I was inspired by a non-linear, matter of fact series of events to enact a ritualized death mask ceremony. On the full moon of early November 2017, eight people came together over a weekend to do just that, and Faced Compassion.

“Love and compassion are necessities, not luxuries. 
Without them, humanity cannot survive.”
~ His Holiness Dalai Lama XIV


NOTICE: This is only one way to approach such great mysteries as these, and by no means the only.

Friday evening:

After a beautiful organic farm to table dinner at our Quaker retreat center, we all gathered behind a red and gold tapestry with a sun on it, hung upside down. I want to note that it was not intentionally hung upside down. When conducting ceremony, I always pay attention to seemingly small details, so even though it was an “accident,” I chose to leave it. It served to remind us of the Pachakuti, world upheaval, that we are currently going through.

Lined up behind the curtain according the order we would be sitting in, we progressed in, right foot first, to what would be our sanctuary over the next few days. Hearts were so full. We found our seats in the dim light and everyone had their mesa with them. Some were already mesa carriers and some birthed their mesa that night.

After the mesas were set up, we went around with the talking stick (my extremely elegant Elk Antler drum beater) and stated our name, where we were born, and what ancestor we were bringing to the gathering. The inclusion of the ancestors was such a force. It brought in a depth of soul and a sense of deep time who’s impact I couldn’t have predicted.

About the Mirror in the North: My grandmother, whom I called Nanny, passed away on October 10th, 2017 at the formidable age of 95. In the swell of the Moon after Day of the Dead, it seemed only right to place the mirror she died in front of, as the anchor of the altar in the north.

As a completion to each person’s introduction, we lit a candle on the central altar, anchoring their presence.

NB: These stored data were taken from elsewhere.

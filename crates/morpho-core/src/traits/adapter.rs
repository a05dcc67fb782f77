// SPDX-FileCopyrightText: 2026 Morpho Contributors
// SPDX-License-Identifier: MIT OR Apache-2.0

//! Base adapter trait that all boundary adapters implement.

use async_trait::async_trait;

use crate::error::MorphoError;
use crate::types::{AdapterType, HealthStatus};

/// The base trait for Morpho boundary adapters.
///
/// Every adapter (channel, inference, storage) implements this trait,
/// which provides identity, lifecycle, and health check capabilities.
#[async_trait]
pub trait PluginAdapter: Send + Sync + 'static {
    /// Returns the human-readable name of this adapter instance.
    fn name(&self) -> &str;

    /// Returns the semantic version of this adapter.
    fn version(&self) -> semver::Version;

    /// Returns the type of adapter (channel, inference, storage).
    fn adapter_type(&self) -> AdapterType;

    /// Performs a health check and returns the adapter's current status.
    async fn health_check(&self) -> Result<HealthStatus, MorphoError>;

    /// Gracefully shuts down the adapter, releasing any held resources.
    async fn shutdown(&self) -> Result<(), MorphoError>;
}
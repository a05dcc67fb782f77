// SPDX-FileCopyrightText: 2026 Morpho Contributors
// SPDX-License-Identifier: MIT OR Apache-2.0

//! Inference capability trait for the external face-swap service.

use async_trait::async_trait;

use crate::error::SwapError;
use crate::traits::adapter::PluginAdapter;
use crate::types::TargetSelector;

/// Capability handle for the face-swap inference service.
///
/// One call is one swap: source image in, result image out, or a classified
/// [`SwapError`]. The engine behind this trait (model, weights, serving
/// process) is fully swappable without touching orchestration logic.
#[async_trait]
pub trait SwapEngine: PluginAdapter {
    /// Swaps the face in `source` onto the target identified by `target`.
    ///
    /// Implementations must apply a bounded timeout and classify failures:
    /// a service that answered but found no face is a different outcome
    /// from a service that could not be reached.
    async fn swap(&self, source: &[u8], target: &TargetSelector) -> Result<Vec<u8>, SwapError>;
}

There are details I feel are too intimate to share just now, but I assure you, having the courage and the willingness to feel pain is a burden that shouldn’t be carried alone. That night, and through the weekend, we carried it together.

Saturday Morning: Breakfast and a Later than Expected Start.

Saturday morning one of our members felt that the weekend was simply not the right fit for him and he needed to leave. It was a very challenging thing for me to continue to hold the space of the ceremony, of the temple, and also really show up for this man. I took some time and Lance (my Husband and Auxillio – helper) did too, to check in and see if there was anything we could do. The beautiful part of this unexpected unfolding, was that I asked my man in the East to lead a meditation. I know him to be an Aikido Teacher so felt confident he would take good care of everyone there. When I came back to the room after saying goodbye, the energy in the room was elegantly balanced and poised for a deep dive into making a death mask. We breathed into the stillness created by the group, allowed for a re-centering, and then set up our space to begin the practical aspects of making a plaster mask of each very precious face.

If you want to know more about what the heck I’m talking about when I say things like ‘my man in the east’, then I highly recommend coming to the 5-Part in-person apprenticeship I’m putting together here in Philly. If that’s not possible, take an online course with don Oscar Miro-Quesada. To follow the unfolding of this event, read on.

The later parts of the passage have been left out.